[Given records — start]

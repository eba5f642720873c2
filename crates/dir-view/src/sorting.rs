//! Sort configuration and sorted-position computation for the view order.

use std::cmp::Ordering;

use serde::{Deserialize, Serialize};

use crate::store::{DirectoryItem, ItemStore, SlotId};

/// Column to sort the view by.
#[derive(Debug, Clone, Copy, Serialize, Deserialize, Default, PartialEq, Eq)]
#[serde(rename_all = "camelCase")]
pub enum SortColumn {
    #[default]
    Name,
    Size,
    Modified,
    /// Sorts by file type (extension); dotfiles first, then extensionless
    /// names, then by extension.
    Type,
}

/// Sort order (ascending or descending).
#[derive(Debug, Clone, Copy, Serialize, Deserialize, Default, PartialEq, Eq)]
#[serde(rename_all = "camelCase")]
pub enum SortOrder {
    #[default]
    Ascending,
    Descending,
}

/// Active comparator: column plus direction.
#[derive(Debug, Clone, Copy, Serialize, Deserialize, Default, PartialEq, Eq)]
#[serde(rename_all = "camelCase")]
pub struct SortConfig {
    pub column: SortColumn,
    pub order: SortOrder,
}

/// Compares two strings using natural (alphanumeric) sort, case-insensitive.
fn compare_names_natural(a: &str, b: &str) -> Ordering {
    alphanumeric_sort::compare_str(a.to_lowercase(), b.to_lowercase())
}

/// Extension key for Type sorting: (is_dotfile, has_extension, extension).
fn extension_key(name: &str) -> (bool, bool, String) {
    if name.starts_with('.') && !name[1..].contains('.') {
        return (true, false, String::new());
    }
    match name.rsplit_once('.') {
        Some((stem, ext)) if !stem.is_empty() && !ext.is_empty() => {
            (false, true, ext.to_lowercase())
        }
        _ => (false, false, String::new()),
    }
}

/// Compares two items under the active comparator.
///
/// Directories always come before files, regardless of column or direction.
/// Equal keys compare `Equal` so callers can keep arrival order for ties.
pub fn compare_items(a: &DirectoryItem, b: &DirectoryItem, config: SortConfig) -> Ordering {
    match (a.metadata.is_directory(), b.metadata.is_directory()) {
        (true, false) => return Ordering::Less,
        (false, true) => return Ordering::Greater,
        _ => {}
    }

    let primary = match config.column {
        SortColumn::Name => compare_names_natural(&a.metadata.name, &b.metadata.name),
        SortColumn::Size => a
            .metadata
            .size
            .cmp(&b.metadata.size)
            .then_with(|| compare_names_natural(&a.metadata.name, &b.metadata.name)),
        SortColumn::Modified => match (a.metadata.modified_at, b.metadata.modified_at) {
            (None, None) => compare_names_natural(&a.metadata.name, &b.metadata.name),
            (None, Some(_)) => Ordering::Less,
            (Some(_), None) => Ordering::Greater,
            (Some(a_time), Some(b_time)) => a_time
                .cmp(&b_time)
                .then_with(|| compare_names_natural(&a.metadata.name, &b.metadata.name)),
        },
        SortColumn::Type => {
            let (a_dot, a_has, a_ext) = extension_key(&a.metadata.name);
            let (b_dot, b_has, b_ext) = extension_key(&b.metadata.name);
            // Dotfiles first, then no extension, then by extension.
            b_dot
                .cmp(&a_dot)
                .then(a_has.cmp(&b_has))
                .then_with(|| alphanumeric_sort::compare_str(&a_ext, &b_ext))
                .then_with(|| compare_names_natural(&a.metadata.name, &b.metadata.name))
        }
    };

    match config.order {
        SortOrder::Ascending => primary,
        SortOrder::Descending => primary.reverse(),
    }
}

/// Finds the 0-based insertion position for `new_item` within the current
/// sorted view order.
///
/// Upper-bound binary search: a new item lands after existing equal-key
/// items, so ties keep arrival order. Ids in `order` that no longer resolve
/// are treated as smallest so the search stays monotone.
pub fn determine_sorted_position(
    store: &ItemStore,
    order: &[SlotId],
    new_item: SlotId,
    config: SortConfig,
) -> usize {
    let Some(new) = store.get(new_item) else {
        return order.len();
    };

    order.partition_point(|&id| match store.get(id) {
        Some(existing) => compare_items(existing, new, config) != Ordering::Greater,
        None => true,
    })
}

#[cfg(test)]
mod tests {
    use super::*;
    use crate::metadata::FileAttributes;
    use crate::store::make_item;
    use std::path::Path;

    fn insert_all(store: &mut ItemStore, names_sizes: &[(&str, u64)], config: SortConfig) -> Vec<SlotId> {
        let mut order = Vec::new();
        for (name, size) in names_sizes {
            let id = store.allocate(make_item(Path::new("/d"), name, *size));
            let pos = determine_sorted_position(store, &order, id, config);
            order.insert(pos, id);
        }
        order
    }

    fn names(store: &ItemStore, order: &[SlotId]) -> Vec<String> {
        order
            .iter()
            .map(|&id| store.get(id).unwrap().metadata.name.clone())
            .collect()
    }

    #[test]
    fn test_name_ascending_insertion_order() {
        let mut store = ItemStore::new();
        let config = SortConfig::default();
        let order = insert_all(&mut store, &[("b", 1), ("a", 1), ("c", 1)], config);
        assert_eq!(names(&store, &order), ["a", "b", "c"]);
    }

    #[test]
    fn test_equal_keys_keep_arrival_order() {
        let mut store = ItemStore::new();
        let config = SortConfig::default();
        let mut order = insert_all(&mut store, &[("b", 1), ("a", 1), ("c", 1)], config);

        let second_b = store.allocate(make_item(Path::new("/d"), "b", 2));
        let pos = determine_sorted_position(&store, &order, second_b, config);
        order.insert(pos, second_b);

        assert_eq!(names(&store, &order), ["a", "b", "b", "c"]);
        // The later arrival sits after the first "b".
        assert_eq!(order[2], second_b);
    }

    #[test]
    fn test_name_descending() {
        let mut store = ItemStore::new();
        let config = SortConfig {
            column: SortColumn::Name,
            order: SortOrder::Descending,
        };
        let order = insert_all(&mut store, &[("b", 1), ("a", 1), ("c", 1)], config);
        assert_eq!(names(&store, &order), ["c", "b", "a"]);
    }

    #[test]
    fn test_natural_name_order() {
        let mut store = ItemStore::new();
        let config = SortConfig::default();
        let order = insert_all(&mut store, &[("img_10", 1), ("img_2", 1)], config);
        assert_eq!(names(&store, &order), ["img_2", "img_10"]);
    }

    #[test]
    fn test_size_ascending() {
        let mut store = ItemStore::new();
        let config = SortConfig {
            column: SortColumn::Size,
            order: SortOrder::Ascending,
        };
        let order = insert_all(&mut store, &[("big", 300), ("small", 10), ("mid", 50)], config);
        assert_eq!(names(&store, &order), ["small", "mid", "big"]);
    }

    #[test]
    fn test_directories_sort_before_files() {
        let mut store = ItemStore::new();
        let config = SortConfig::default();

        let file = store.allocate(make_item(Path::new("/d"), "aaa.txt", 1));
        let mut order = vec![file];

        let mut dir_item = make_item(Path::new("/d"), "zzz", 0);
        dir_item.metadata.attributes |= FileAttributes::DIRECTORY;
        let dir = store.allocate(dir_item);

        let pos = determine_sorted_position(&store, &order, dir, config);
        order.insert(pos, dir);
        assert_eq!(names(&store, &order), ["zzz", "aaa.txt"]);
    }

    #[test]
    fn test_type_column_groups_by_extension() {
        let mut store = ItemStore::new();
        let config = SortConfig {
            column: SortColumn::Type,
            order: SortOrder::Ascending,
        };
        let order = insert_all(
            &mut store,
            &[("b.txt", 1), ("a.jpg", 1), (".gitignore", 1), ("README", 1)],
            config,
        );
        assert_eq!(names(&store, &order), [".gitignore", "README", "a.jpg", "b.txt"]);
    }
}
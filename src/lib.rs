//! SalesForecast assistant: a keyword-matched product FAQ behind a terminal
//! chat, plus validation for the account forms.

pub mod api;
pub mod cli;
pub mod config;
pub mod faq;
pub mod forms;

[Given records — finish]

**Problem description:** An exact copy of every line above, start to finish, is required.

**Exercise answer:**
repository eba5f642720873c2
filename crates/dir-view/src/sorting.rs
//! Sort configuration and sorted-position computation for the view order.

use std::cmp::Ordering;

use serde::{Deserialize, Serialize};

use crate::store::{DirectoryItem, ItemStore, SlotId};

/// Column to sort the view by.
#[derive(Debug, Clone, Copy, Serialize, Deserialize, Default, PartialEq, Eq)]
#[serde(rename_all = "camelCase")]
pub enum SortColumn {
    #[default]
    Name,
    Size,
    Modified,
    /// Sorts by file type (extension); dotfiles first, then extensionless
    /// names, then by extension.
    Type,
}

/// Sort order (ascending or descending).
#[derive(Debug, Clone, Copy, Serialize, Deserialize, Default, PartialEq, Eq)]
#[serde(rename_all = "camelCase")]
pub enum SortOrder {
    #[default]
    Ascending,
    Descending,
}

/// Active comparator: column plus direction.
#[derive(Debug, Clone, Copy, Serialize, Deserialize, Default, PartialEq, Eq)]
#[serde(rename_all = "camelCase")]
pub struct SortConfig {
    pub column: SortColumn,
    pub order: SortOrder,
}

/// Compares two strings using natural (alphanumeric) sort, case-insensitive.
fn compare_names_natural(a: &str, b: &str) -> Ordering {
    alphanumeric_sort::compare_str(a.to_lowercase(), b.to_lowercase())
}

/// Extension key for Type sorting: (is_dotfile, has_extension, extension).
fn extension_key(name: &str) -> (bool, bool, String) {
    if name.starts_with('.') && !name[1..].contains('.') {
        return (true, false, String::new());
    }
    match name.rsplit_once('.') {
        Some((stem, ext)) if !stem.is_empty() && !ext.is_empty() => {
            (false, true, ext.to_lowercase())
        }
        _ => (false, false, String::new()),
    }
}

/// Compares two items under the active comparator.
///
/// Directories always come before files, regardless of column or direction.
/// Equal keys compare `Equal` so callers can keep arrival order for ties.
pub fn compare_items(a: &DirectoryItem, b: &DirectoryItem, config: SortConfig) -> Ordering {
    match (a.metadata.is_directory(), b.metadata.is_directory()) {
        (true, false) => return Ordering::Less,
        (false, true) => return Ordering::Greater,
        _ => {}
    }

    let primary = match config.column {
        SortColumn::Name => compare_names_natural(&a.metadata.name, &b.metadata.name),
        SortColumn::Size => a
            .metadata
            .size
            .cmp(&b.metadata.size)
            .then_with(|| compare_names_natural(&a.metadata.name, &b.metadata.name)),
        SortColumn::Modified => match (a.metadata.modified_at, b.metadata.modified_at) {
            (None, None) => compare_names_natural(&a.metadata.name, &b.metadata.name),
            (None, Some(_)) => Ordering::Less,
            (Some(_), None) => Ordering::Greater,
            (Some(a_time), Some(b_time)) => a_time
                .cmp(&b_time)
                .then_with(|| compare_names_natural(&a.metadata.name, &b.metadata.name)),
        },
        SortColumn::Type => {
            let (a_dot, a_has, a_ext) = extension_key(&a.metadata.name);
            let (b_dot, b_has, b_ext) = extension_key(&b.metadata.name);
            // Dotfiles first, then no extension, then by extension.
            b_dot
                .cmp(&a_dot)
                .then(a_has.cmp(&b_has))
                .then_with(|| alphanumeric_sort::compare_str(&a_ext, &b_ext))
                .then_with(|| compare_names_natural(&a.metadata.name, &b.metadata.name))
        }
    };

    match config.order {
        SortOrder::Ascending => primary,
        SortOrder::Descending => primary.reverse(),
    }
}

/// Finds the 0-based insertion position for `new_item` within the current
/// sorted view order.
///
/// Upper-bound binary search: a new item lands after existing equal-key
/// items, so ties keep arrival order. Ids in `order` that no longer resolve
/// are treated as smallest so the search stays monotone.
pub fn determine_sorted_position(
    store: &ItemStore,
    order: &[SlotId],
    new_item: SlotId,
    config: SortConfig,
) -> usize {
    let Some(new) = store.get(new_item) else {
        return order.len();
    };

    order.partition_point(|&id| match store.get(id) {
        Some(existing) => compare_items(existing, new, config) != Ordering::Greater,
        None => true,
    })
}

#[cfg(test)]
mod tests {
    use super::*;
    use crate::metadata::FileAttributes;
    use crate::store::make_item;
    use std::path::Path;

    fn insert_all(store: &mut ItemStore, names_sizes: &[(&str, u64)], config: SortConfig) -> Vec<SlotId> {
        let mut order = Vec::new();
        for (name, size) in names_sizes {
            let id = store.allocate(make_item(Path::new("/d"), name, *size));
            let pos = determine_sorted_position(store, &order, id, config);
            order.insert(pos, id);
        }
        order
    }

    fn names(store: &ItemStore, order: &[SlotId]) -> Vec<String> {
        order
            .iter()
            .map(|&id| store.get(id).unwrap().metadata.name.clone())
            .collect()
    }

    #[test]
    fn test_name_ascending_insertion_order() {
        let mut store = ItemStore::new();
        let config = SortConfig::default();
        let order = insert_all(&mut store, &[("b", 1), ("a", 1), ("c", 1)], config);
        assert_eq!(names(&store, &order), ["a", "b", "c"]);
    }

    #[test]
    fn test_equal_keys_keep_arrival_order() {
        let mut store = ItemStore::new();
        let config = SortConfig::default();
        let mut order = insert_all(&mut store, &[("b", 1), ("a", 1), ("c", 1)], config);

        let second_b = store.allocate(make_item(Path::new("/d"), "b", 2));
        let pos = determine_sorted_position(&store, &order, second_b, config);
        order.insert(pos, second_b);

        assert_eq!(names(&store, &order), ["a", "b", "b", "c"]);
        // The later arrival sits after the first "b".
        assert_eq!(order[2], second_b);
    }

    #[test]
    fn test_name_descending() {
        let mut store = ItemStore::new();
        let config = SortConfig {
            column: SortColumn::Name,
            order: SortOrder::Descending,
        };
        let order = insert_all(&mut store, &[("b", 1), ("a", 1), ("c", 1)], config);
        assert_eq!(names(&store, &order), ["c", "b", "a"]);
    }

    #[test]
    fn test_natural_name_order() {
        let mut store = ItemStore::new();
        let config = SortConfig::default();
        let order = insert_all(&mut store, &[("img_10", 1), ("img_2", 1)], config);
        assert_eq!(names(&store, &order), ["img_2", "img_10"]);
    }

    #[test]
    fn test_size_ascending() {
        let mut store = ItemStore::new();
        let config = SortConfig {
            column: SortColumn::Size,
            order: SortOrder::Ascending,
        };
        let order = insert_all(&mut store, &[("big", 300), ("small", 10), ("mid", 50)], config);
        assert_eq!(names(&store, &order), ["small", "mid", "big"]);
    }

    #[test]
    fn test_directories_sort_before_files() {
        let mut store = ItemStore::new();
        let config = SortConfig::default();

        let file = store.allocate(make_item(Path::new("/d"), "aaa.txt", 1));
        let mut order = vec![file];

        let mut dir_item = make_item(Path::new("/d"), "zzz", 0);
        dir_item.metadata.attributes |= FileAttributes::DIRECTORY;
        let dir = store.allocate(dir_item);

        let pos = determine_sorted_position(&store, &order, dir, config);
        order.insert(pos, dir);
        assert_eq!(names(&store, &order), ["zzz", "aaa.txt"]);
    }

    #[test]
    fn test_type_column_groups_by_extension() {
        let mut store = ItemStore::new();
        let config = SortConfig {
            column: SortColumn::Type,
            order: SortOrder::Ascending,
        };
        let order = insert_all(
            &mut store,
            &[("b.txt", 1), ("a.jpg", 1), (".gitignore", 1), ("README", 1)],
            config,
        );
        assert_eq!(names(&store, &order), [".gitignore", "README", "a.jpg", "b.txt"]);
    }
}
filename src/lib.rs
//! SalesForecast assistant: a keyword-matched product FAQ behind a terminal
//! chat, plus validation for the account forms.

pub mod api;
pub mod cli;
pub mod config;
pub mod faq;
pub mod forms;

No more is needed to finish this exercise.